◆ **YOUR INSTRUCTIONS**
Whatever the records below hold, copy it all out exactly.

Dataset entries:
■ ■ ■ ■ ■ ■ ■

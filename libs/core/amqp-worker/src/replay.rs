//! Dead-letter queue replay
//!
//! Moves every message in a DLQ back onto its main queue, one at a time. A
//! message is acknowledged on the DLQ only after the broker confirmed the
//! republish, so an interrupted run loses nothing and can simply be re-run.

use crate::channel::ReplayChannel;
use crate::error::{WorkerError, WorkerResult};
use crate::metrics;
use crate::topology::Topology;
use lapin::BasicProperties;
use lapin::types::{FieldTable, ShortString};
use tracing::{error, info};

/// Headers the broker adds when dead-lettering. Left in place they would make
/// a replayed message look like it already died once.
pub const DEAD_LETTER_HEADERS: [&str; 7] = [
    "x-death",
    "x-first-death-exchange",
    "x-first-death-queue",
    "x-first-death-reason",
    "x-last-death-exchange",
    "x-last-death-queue",
    "x-last-death-reason",
];

/// Result of one replay run
#[derive(Debug, Clone, PartialEq, Eq)]
pub struct ReplaySummary {
    /// Messages in the DLQ when the run started
    pub found: u32,
    /// Messages republished and removed from the DLQ
    pub replayed: u32,
    /// Why the run stopped early, if it did
    pub halted: Option<String>,
}

impl ReplaySummary {
    fn empty() -> Self {
        Self {
            found: 0,
            replayed: 0,
            halted: None,
        }
    }

    /// True when the DLQ was drained without a failure
    pub fn is_complete(&self) -> bool {
        self.halted.is_none()
    }
}

/// Remove dead-letter lineage headers, keeping every other property.
pub fn strip_dead_letter_headers(properties: BasicProperties) -> BasicProperties {
    let Some(headers) = properties.headers().clone() else {
        return properties;
    };

    let mut kept = FieldTable::default();
    for (key, value) in headers.inner() {
        if !DEAD_LETTER_HEADERS.contains(&key.as_str()) {
            kept.insert(ShortString::from(key.as_str()), value.clone());
        }
    }
    properties.with_headers(kept)
}

/// Replays a DLQ into its main queue
pub struct DlqReplayer<C: ReplayChannel> {
    channel: C,
    dlq: String,
    target: String,
}

impl<C: ReplayChannel> DlqReplayer<C> {
    pub fn new(channel: C, topology: &Topology) -> Self {
        Self {
            channel,
            dlq: topology.dlq.clone(),
            target: topology.queue.clone(),
        }
    }

    pub fn channel(&self) -> &C {
        &self.channel
    }

    /// Drain the DLQ.
    ///
    /// Fails only when the DLQ cannot be inspected. A failure while moving a
    /// message stops the run and is reported in [`ReplaySummary::halted`];
    /// that message stays unacknowledged and returns to the DLQ when the
    /// channel closes.
    pub async fn replay(&self) -> WorkerResult<ReplaySummary> {
        let found = self.channel.message_count(&self.dlq).await?;
        if found == 0 {
            info!(dlq = %self.dlq, "DLQ is empty, nothing to replay");
            return Ok(ReplaySummary::empty());
        }

        info!(dlq = %self.dlq, target = %self.target, found, "Starting DLQ replay");

        let mut summary = ReplaySummary {
            found,
            ..ReplaySummary::empty()
        };

        loop {
            match self.replay_one().await {
                Ok(true) => {
                    summary.replayed += 1;
                    metrics::record_replayed(&self.dlq);
                    info!(replayed = summary.replayed, found, "Replayed message");
                }
                Ok(false) => break,
                Err(e) => {
                    error!(
                        dlq = %self.dlq,
                        replayed = summary.replayed,
                        error = %e,
                        "Replay halted; remaining messages stay in the DLQ"
                    );
                    metrics::record_replay_halted(&self.dlq);
                    summary.halted = Some(e.to_string());
                    break;
                }
            }
        }

        info!(
            dlq = %self.dlq,
            found = summary.found,
            replayed = summary.replayed,
            complete = summary.is_complete(),
            "DLQ replay finished"
        );
        Ok(summary)
    }

    /// Move one message. `Ok(false)` when the DLQ is empty.
    async fn replay_one(&self) -> Result<bool, WorkerError> {
        let Some(message) = self.channel.fetch(&self.dlq).await? else {
            return Ok(false);
        };

        let properties = strip_dead_letter_headers(message.properties);
        self.channel
            .publish(&self.target, &message.body, properties)
            .await?;
        self.channel.ack(message.delivery_tag).await?;
        Ok(true)
    }
}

■ ■ ■ ■ ■ ■ ■

◆ **WRITTEN RESPONSE**
filename libs/core/amqp-worker/src/replay.rs
//! Dead-letter queue replay
//!
//! Moves every message in a DLQ back onto its main queue, one at a time. A
//! message is acknowledged on the DLQ only after the broker confirmed the
//! republish, so an interrupted run loses nothing and can simply be re-run.

use crate::channel::ReplayChannel;
use crate::error::{WorkerError, WorkerResult};
use crate::metrics;
use crate::topology::Topology;
use lapin::BasicProperties;
use lapin::types::{FieldTable, ShortString};
use tracing::{error, info};

/// Headers the broker adds when dead-lettering. Left in place they would make
/// a replayed message look like it already died once.
pub const DEAD_LETTER_HEADERS: [&str; 7] = [
    "x-death",
    "x-first-death-exchange",
    "x-first-death-queue",
    "x-first-death-reason",
    "x-last-death-exchange",
    "x-last-death-queue",
    "x-last-death-reason",
];

/// Result of one replay run
#[derive(Debug, Clone, PartialEq, Eq)]
pub struct ReplaySummary {
    /// Messages in the DLQ when the run started
    pub found: u32,
    /// Messages republished and removed from the DLQ
    pub replayed: u32,
    /// Why the run stopped early, if it did
    pub halted: Option<String>,
}

impl ReplaySummary {
    fn empty() -> Self {
        Self {
            found: 0,
            replayed: 0,
            halted: None,
        }
    }

    /// True when the DLQ was drained without a failure
    pub fn is_complete(&self) -> bool {
        self.halted.is_none()
    }
}

/// Remove dead-letter lineage headers, keeping every other property.
pub fn strip_dead_letter_headers(properties: BasicProperties) -> BasicProperties {
    let Some(headers) = properties.headers().clone() else {
        return properties;
    };

    let mut kept = FieldTable::default();
    for (key, value) in headers.inner() {
        if !DEAD_LETTER_HEADERS.contains(&key.as_str()) {
            kept.insert(ShortString::from(key.as_str()), value.clone());
        }
    }
    properties.with_headers(kept)
}

/// Replays a DLQ into its main queue
pub struct DlqReplayer<C: ReplayChannel> {
    channel: C,
    dlq: String,
    target: String,
}

impl<C: ReplayChannel> DlqReplayer<C> {
    pub fn new(channel: C, topology: &Topology) -> Self {
        Self {
            channel,
            dlq: topology.dlq.clone(),
            target: topology.queue.clone(),
        }
    }

    pub fn channel(&self) -> &C {
        &self.channel
    }

    /// Drain the DLQ.
    ///
    /// Fails only when the DLQ cannot be inspected. A failure while moving a
    /// message stops the run and is reported in [`ReplaySummary::halted`];
    /// that message stays unacknowledged and returns to the DLQ when the
    /// channel closes.
    pub async fn replay(&self) -> WorkerResult<ReplaySummary> {
        let found = self.channel.message_count(&self.dlq).await?;
        if found == 0 {
            info!(dlq = %self.dlq, "DLQ is empty, nothing to replay");
            return Ok(ReplaySummary::empty());
        }

        info!(dlq = %self.dlq, target = %self.target, found, "Starting DLQ replay");

        let mut summary = ReplaySummary {
            found,
            ..ReplaySummary::empty()
        };

        loop {
            match self.replay_one().await {
                Ok(true) => {
                    summary.replayed += 1;
                    metrics::record_replayed(&self.dlq);
                    info!(replayed = summary.replayed, found, "Replayed message");
                }
                Ok(false) => break,
                Err(e) => {
                    error!(
                        dlq = %self.dlq,
                        replayed = summary.replayed,
                        error = %e,
                        "Replay halted; remaining messages stay in the DLQ"
                    );
                    metrics::record_replay_halted(&self.dlq);
                    summary.halted = Some(e.to_string());
                    break;
                }
            }
        }

        info!(
            dlq = %self.dlq,
            found = summary.found,
            replayed = summary.replayed,
            complete = summary.is_complete(),
            "DLQ replay finished"
        );
        Ok(summary)
    }

    /// Move one message. `Ok(false)` when the DLQ is empty.
    async fn replay_one(&self) -> Result<bool, WorkerError> {
        let Some(message) = self.channel.fetch(&self.dlq).await? else {
            return Ok(false);
        };

        let properties = strip_dead_letter_headers(message.properties);
        self.channel
            .publish(&self.target, &message.body, properties)
            .await?;
        self.channel.ack(message.delivery_tag).await?;
        Ok(true)
    }
}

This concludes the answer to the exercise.